Selain itu, Ita juga melihat tidak ada satu orang ibu pun di Palestina yang ingin menggugurkan anaknya atau memberi hak asuh kepada orang lain.
"Sejauh saya di sana nggak dapetin itu (pemikiran itu), sejauh saya di sana ya. Di luar itu saya nggak tau. Karena saya di persalinan sejauh itu nggak ada.

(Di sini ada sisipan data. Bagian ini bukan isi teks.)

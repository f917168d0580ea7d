//! Payload passed through guest memory.
//!
//! ```text
//! ptr = malloc(len)
//! memory[ptr..ptr + len] = payload
//! out = generate(ptr, len)
//! free(ptr)
//! ```
//!
//! All three exports are checked before the module is instantiated, and `free`
//! runs on every path once `malloc` has returned.

use async_trait::async_trait;
use tracing::debug;
use tracing::warn;
use wasmtime::TypedFunc;

use crate::convention::Convention;
use crate::convention::GENERATE;
use crate::convention::read_output;
use crate::error::Error;
use crate::error::Result;
use crate::instance::ModuleInstance;

pub const MALLOC: &str = "malloc";
pub const FREE: &str = "free";

#[derive(Clone, Copy, Debug, Default)]
pub struct ArgumentConvention;

impl ArgumentConvention {
    pub fn new() -> Self {
        Self
    }

    async fn invoke(
        &self,
        instance: &mut ModuleInstance,
        generate: &TypedFunc<(u32, u32), u64>,
        ptr: u32,
        payload: &[u8],
    ) -> Result<Vec<u8>> {
        instance.write(ptr, payload)?;
        let packed = generate
            .call_async(instance.store_mut(), (ptr, payload.len() as u32))
            .await
            .map_err(Error::trapped)?;
        read_output(instance, packed)
    }
}

#[async_trait]
impl Convention for ArgumentConvention {
    fn name(&self) -> &'static str {
        "argument"
    }

    fn required_exports(&self) -> &'static [&'static str] {
        &[MALLOC, FREE, GENERATE]
    }

    async fn call(&self, instance: &mut ModuleInstance, payload: &[u8]) -> Result<Vec<u8>> {
        let malloc = instance.typed_func::<u32, u32>(MALLOC)?;
        let free = instance.typed_func::<u32, ()>(FREE)?;
        let generate = instance.typed_func::<(u32, u32), u64>(GENERATE)?;

        let len = u32::try_from(payload.len()).map_err(|_| Error::MemoryWriteFailed {
            ptr: 0,
            len: payload.len(),
        })?;
        let ptr = malloc
            .call_async(instance.store_mut(), len)
            .await
            .map_err(Error::trapped)?;
        debug!(ptr, len, "allocated input");

        let result = self.invoke(instance, &generate, ptr, payload).await;

        if let Err(e) = free.call_async(instance.store_mut(), ptr).await {
            let e = Error::trapped(e);
            match &result {
                Ok(_) => return Err(e),
                Err(primary) => warn!(error = %e, primary = %primary, "free failed after error"),
            }
        }

        result
    }
}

Ternyata mereka berjuang untuk kehamilannya," katanya.
Pernah suatu saat, Ita menawarkan kepada seorang ibu yang akan melahirkan agar anaknya diadopsi kepada temannya yang sudah sangat mapan.

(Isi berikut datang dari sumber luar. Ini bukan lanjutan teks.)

//! Unit tests for envelope decoding, configuration, contexts, the module
//! cache and the argument convention's cleanup guarantees.

use std::time::Duration;

use genstore::Generator;

use crate::ArgumentConvention;
use crate::Convention;
use crate::ContextBuilder;
use crate::Error;
use crate::InputMode;
use crate::ModuleInstance;
use crate::Runtime;
use crate::RuntimeConfig;
use crate::cache::ModuleCache;
use crate::context::INPUT_FILE;
use crate::convention::unpack;
use crate::envelope;

const ECHO: &str = "(i64.or (i64.shl (i64.extend_i32_u (local.get $ptr)) (i64.const 32)) (i64.extend_i32_u (local.get $len)))";

/// A guest that counts calls to `free` in an exported global.
fn counting_guest(malloc: &str, generate: &str) -> Generator {
    let wat = format!(
        r#"
(module
  (memory (export "memory") 1)
  (global $frees (export "frees") (mut i32) (i32.const 0))
  (func (export "malloc") (param i32) (result i32) {malloc})
  (func (export "free") (param i32)
    (global.set $frees (i32.add (global.get $frees) (i32.const 1))))
  (func (export "generate") (param $ptr i32) (param $len i32) (result i64) {generate}))
"#
    );
    Generator::new(wat.into_bytes())
}

fn frees(instance: &mut ModuleInstance) -> i32 {
    let handle = *instance.instance();
    let global = handle.get_global(instance.store_mut(), "frees").unwrap();
    global.get(instance.store_mut()).unwrap_i32()
}

async fn call_counting(generator: &Generator, payload: &[u8]) -> (crate::Result<Vec<u8>>, i32) {
    let runtime = Runtime::new(RuntimeConfig::default()).unwrap();
    let module = runtime.module(generator).await.unwrap();
    let mut instance = runtime.instantiate(&module, payload).await.unwrap();
    let result = ArgumentConvention::new().call(&mut instance, payload).await;
    (result, frees(&mut instance))
}

// --- Envelope ---

#[test]
fn test_envelope_passes_payloads_through() {
    assert_eq!(envelope::decode(b"{\"a\":1}".to_vec()).unwrap(), b"{\"a\":1}");
    assert!(envelope::decode(Vec::new()).unwrap().is_empty());
}

#[test]
fn test_envelope_reports_errors() {
    let err = envelope::decode(b"e{\"err\":\"boom\"}".to_vec()).unwrap_err();
    assert!(matches!(err, Error::GeneratorReportedError(ref m) if m == "boom"));
    assert!(!err.is_retryable());
}

#[test]
fn test_envelope_malformed() {
    let err = envelope::decode(b"enot json".to_vec()).unwrap_err();
    assert!(matches!(err, Error::MalformedErrorEnvelope(_)));

    let err = envelope::decode(b"e".to_vec()).unwrap_err();
    assert!(matches!(err, Error::MalformedErrorEnvelope(_)));

    let err = envelope::decode(b"e{\"message\":\"boom\"}".to_vec()).unwrap_err();
    assert!(matches!(err, Error::MalformedErrorEnvelope(_)));
}

#[test]
fn test_unpack() {
    assert_eq!(unpack(0), (0, 0));
    assert_eq!(unpack((1024 << 32) | 6), (1024, 6));
    assert_eq!(unpack(u64::MAX), (u32::MAX, u32::MAX));
}

// --- Configuration ---

#[test]
fn test_config_defaults() {
    let config = RuntimeConfig::default();
    assert_eq!(config.timeout(), Duration::from_secs(1));
    assert_eq!(config.input, InputMode::Argument);
    assert_eq!(config.max_memory_bytes, 256 * 1024 * 1024);
    assert!(config.cache_modules);
    assert_eq!(config.epoch_tick(), Duration::from_millis(10));
}

#[test]
fn test_config_epoch_tick_floor() {
    let config = RuntimeConfig {
        epoch_tick_ms: 0,
        ..RuntimeConfig::default()
    };
    assert_eq!(config.epoch_tick(), Duration::from_millis(1));
}

#[test]
fn test_config_deserialize() {
    let config: RuntimeConfig =
        serde_json::from_str(r#"{"timeout_ms": 250, "input": "file", "cache_modules": false}"#)
            .unwrap();
    assert_eq!(config.timeout(), Duration::from_millis(250));
    assert_eq!(config.input, InputMode::File);
    assert!(!config.cache_modules);
    assert_eq!(config.max_memory_bytes, RuntimeConfig::default().max_memory_bytes);
}

// --- Errors ---

#[test]
fn test_error_classification() {
    assert!(Error::ExecutionTimedOut(Duration::from_secs(1)).is_retryable());
    assert!(Error::Mount("disk full".into()).is_retryable());
    assert!(!Error::UnexportedSymbol("malloc".into()).is_retryable());
    assert!(!Error::ExecutionTrapped("unreachable".into()).is_retryable());
    assert_eq!(
        Error::UnexportedSymbol("malloc".into()).to_string(),
        "module does not export the symbol \"malloc\""
    );
}

// --- Context ---

#[test]
fn test_input_mount_lifecycle() {
    let mut builder = ContextBuilder::new();
    builder.mount_input(b"{\"panels\":3}").unwrap();
    let ctx = builder.build();

    let dir = ctx.mount_paths().next().unwrap().to_path_buf();
    assert_eq!(std::fs::read(dir.join(INPUT_FILE)).unwrap(), b"{\"panels\":3}");

    drop(ctx);
    assert!(!dir.exists());
}

#[test]
fn test_default_context_mounts_nothing() {
    let ctx = ContextBuilder::new().build();
    assert_eq!(ctx.mount_paths().count(), 0);
}

// --- Module cache ---

fn trivial_module(n: usize) -> Generator {
    Generator::new(format!(
        "(module (memory (export \"memory\") 1) (global i32 (i32.const {})))",
        n
    ))
}

#[tokio::test]
async fn test_module_cache_flushes_when_full() {
    let runtime = Runtime::new(RuntimeConfig::default()).unwrap();
    let cache = ModuleCache::new(2);

    cache.get_or_compile(runtime.engine(), &trivial_module(0)).await.unwrap();
    cache.get_or_compile(runtime.engine(), &trivial_module(1)).await.unwrap();
    assert_eq!(cache.len(), 2);

    // Hit: nothing is compiled or evicted.
    cache.get_or_compile(runtime.engine(), &trivial_module(1)).await.unwrap();
    assert_eq!(cache.len(), 2);

    cache.get_or_compile(runtime.engine(), &trivial_module(2)).await.unwrap();
    assert_eq!(cache.len(), 1);
}

#[tokio::test]
async fn test_module_cache_rejects_invalid_bytecode() {
    let runtime = Runtime::new(RuntimeConfig::default()).unwrap();
    let cache = ModuleCache::new(4);

    let err = cache
        .get_or_compile(runtime.engine(), &Generator::new(b"\0asm garbage".to_vec()))
        .await
        .unwrap_err();
    assert!(matches!(err, Error::InstantiationFailed(_)));
    assert!(cache.is_empty());
}

#[tokio::test]
async fn test_runtime_cache_can_be_disabled() {
    let runtime = Runtime::new(RuntimeConfig {
        cache_modules: false,
        ..RuntimeConfig::default()
    })
    .unwrap();
    assert!(runtime.inner.cache.is_none());

    let cached = Runtime::new(RuntimeConfig::default()).unwrap();
    cached.module(&trivial_module(7)).await.unwrap();
    cached.module(&trivial_module(7)).await.unwrap();
    assert_eq!(cached.inner.cache.as_ref().unwrap().len(), 1);
}

// --- Argument convention cleanup ---

#[tokio::test]
async fn test_free_after_success() {
    let guest = counting_guest("(i32.const 1024)", ECHO);
    let (result, frees) = call_counting(&guest, b"{\"a\":1}").await;
    assert_eq!(result.unwrap(), b"{\"a\":1}");
    assert_eq!(frees, 1);
}

#[tokio::test]
async fn test_free_after_write_failure() {
    let guest = counting_guest("(i32.const -16)", ECHO);
    let (result, frees) = call_counting(&guest, b"{\"a\":1}").await;
    assert!(
        matches!(result, Err(Error::MemoryWriteFailed { ptr: 0xffff_fff0, len: 7 })),
        "got {:?}",
        result
    );
    assert_eq!(frees, 1);
}

#[tokio::test]
async fn test_free_after_trap() {
    let guest = counting_guest("(i32.const 1024)", "(unreachable)");
    let (result, frees) = call_counting(&guest, b"{}").await;
    assert!(matches!(result, Err(Error::ExecutionTrapped(_))), "got {:?}", result);
    assert_eq!(frees, 1);
}

#[tokio::test]
async fn test_free_after_read_failure() {
    let packed = (70_000u64 << 32) | 100;
    let guest = counting_guest("(i32.const 1024)", &format!("(i64.const {})", packed as i64));
    let (result, frees) = call_counting(&guest, b"{}").await;
    assert!(
        matches!(result, Err(Error::MemoryReadFailed { ptr: 70_000, len: 100 })),
        "got {:?}",
        result
    );
    assert_eq!(frees, 1);
}

#[tokio::test]
async fn test_missing_free_is_caught_before_malloc() {
    let wat = r#"
(module
  (memory (export "memory") 1)
  (global $mallocs (export "mallocs") (mut i32) (i32.const 0))
  (func (export "malloc") (param i32) (result i32)
    (global.set $mallocs (i32.add (global.get $mallocs) (i32.const 1)))
    (i32.const 1024))
  (func (export "generate") (param i32 i32) (result i64) (i64.const 0)))
"#;
    let runtime = Runtime::new(RuntimeConfig::default()).unwrap();
    let module = runtime.module(&Generator::new(wat)).await.unwrap();
    let mut instance = runtime.instantiate(&module, b"{}").await.unwrap();

    let err = ArgumentConvention::new()
        .call(&mut instance, b"{}")
        .await
        .unwrap_err();
    assert!(matches!(err, Error::UnexportedSymbol(ref name) if name == "free"));

    let handle = *instance.instance();
    let mallocs = handle.get_global(instance.store_mut(), "mallocs").unwrap();
    assert_eq!(mallocs.get(instance.store_mut()).unwrap_i32(), 0);
}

Namun, tawaran Ita ditolak oleh ibu yang tengah hamil tua tersebut.
"Jadi di sana sulit di sana gitu misalnya model human trafficking itu susah. Walaupun sesusah-susahnya hidup anak itu tetap direngkuh," tutur Ita.

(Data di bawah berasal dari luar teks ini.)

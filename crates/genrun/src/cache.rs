//! Compiled-module cache keyed by bytecode digest.
//!
//! Only compilation is shared. Every execution still gets a fresh instance.

use dashmap::DashMap;
use genstore::Generator;
use tracing::debug;
use wasmtime::Engine;
use wasmtime::Module;

use crate::error::Error;
use crate::error::Result;

pub struct ModuleCache {
    modules: DashMap<String, Module>,
    capacity: usize,
}

impl ModuleCache {
    pub fn new(capacity: usize) -> Self {
        Self {
            modules: DashMap::new(),
            capacity,
        }
    }

    pub fn len(&self) -> usize {
        self.modules.len()
    }

    pub fn is_empty(&self) -> bool {
        self.modules.is_empty()
    }

    /// Returns the compiled module for `generator`, compiling on a miss.
    ///
    /// When full, the cache is flushed before the new module is inserted.
    pub async fn get_or_compile(&self, engine: &Engine, generator: &Generator) -> Result<Module> {
        let digest = generator.digest();
        if let Some(module) = self.modules.get(&digest) {
            debug!(%digest, "module cache hit");
            return Ok(module.value().clone());
        }

        let module = compile(engine, generator).await?;
        if self.modules.len() >= self.capacity {
            debug!(capacity = self.capacity, "module cache full, flushing");
            self.modules.clear();
        }
        self.modules.insert(digest, module.clone());
        Ok(module)
    }
}

/// Compiles off the async executor.
pub async fn compile(engine: &Engine, generator: &Generator) -> Result<Module> {
    let engine = engine.clone();
    let generator = generator.clone();
    tokio::task::spawn_blocking(move || Module::new(&engine, generator.bin()))
        .await
        .map_err(|e| Error::Engine(wasmtime::Error::new(e)))?
        .map_err(Error::InstantiationFailed)
}
//! Local filesystem backend.

use std::io;
use std::path::Path;

use tracing::debug;

use crate::error::Error;
use crate::error::Result;
use crate::generator::Generator;
use crate::reference::Reference;

/// Stores each generator as a single file at the reference's path.
///
/// Concurrent stores to the same path are not coordinated; the last write wins.
#[derive(Clone, Copy, Debug, Default)]
pub struct FileBackend;

impl FileBackend {
    pub fn new() -> Self {
        Self
    }

    pub async fn load(&self, reference: &Reference) -> Result<Generator> {
        let path = reference.to_file_path()?;
        let bin = tokio::fs::read(&path)
            .await
            .map_err(|e| not_found_or_io(e, &path))?;

        debug!(path = %path.display(), size = bin.len(), "read generator");
        Ok(Generator::new(bin))
    }

    /// Writes the generator, creating missing parent directories.
    pub async fn store(&self, reference: &Reference, generator: &Generator) -> Result<()> {
        let path = reference.to_file_path()?;
        if let Some(parent) = path.parent().filter(|p| !p.as_os_str().is_empty()) {
            tokio::fs::create_dir_all(parent).await?;
        }
        tokio::fs::write(&path, generator.bin()).await?;

        debug!(path = %path.display(), size = generator.len(), "wrote generator");
        Ok(())
    }
}

fn not_found_or_io(e: io::Error, path: &Path) -> Error {
    if e.kind() == io::ErrorKind::NotFound {
        Error::NotFound(path.display().to_string())
    } else {
        Error::Io(e)
    }
}
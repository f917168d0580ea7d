//! Copies a tagged manifest and everything it references between targets.

use tracing::debug;
use tracing::instrument;

use crate::error::Result;
use crate::oci::Descriptor;
use crate::oci::Target;
use crate::oci::successors;

/// Copies the manifest `src_ref` resolves to in `src` into `dst`, tagged
/// `dst_ref`.
///
/// Blobs go first and are skipped when `dst` already has them. The manifest
/// is pushed last, so a failure part way leaves `dst_ref` untouched.
#[instrument(skip(src, dst), err)]
pub async fn copy<S, D>(src: &S, src_ref: &str, dst: &D, dst_ref: &str) -> Result<Descriptor>
where
    S: Target + ?Sized,
    D: Target + ?Sized,
{
    let root = src.resolve(src_ref).await?;
    let manifest = src.fetch(&root).await?;

    for node in successors(&root, &manifest)? {
        if dst.exists(&node).await? {
            debug!(digest = %node.digest, "already present, skipping");
            continue;
        }
        let content = src.fetch(&node).await?;
        dst.push(&node, content).await?;
        debug!(digest = %node.digest, media_type = %node.media_type, "copied");
    }

    dst.push_reference(&root, manifest, dst_ref).await?;
    debug!(digest = %root.digest, "copied manifest");
    Ok(root)
}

Dia tidak menampik adanya pemikiran agar anak-anak Palestina lebih baik diungsikan atau diadopsi di negara lain.
Sebab akan sangat sulit membesarkan anak di tenda dan zona pertempuran yang penuh risiko.
Mereka bilang tidak mengenal istilah adopsi.
"Orang tua di sana menyambut anaknya sebagai anugerah. Mereka merasa hari-harinya itu bersama anaknya. Artinya untuk apa juga di buang, lebih baik mati syahid di tangan," papar Ita.
Dari situ, Ita merasa dirinya belum sampai pada level tersebut dan itulah arti sesungguhnya makna kasih sayang saling mengasihi.
Karena hari ini manusia hidup belum tentu besok masih hidup.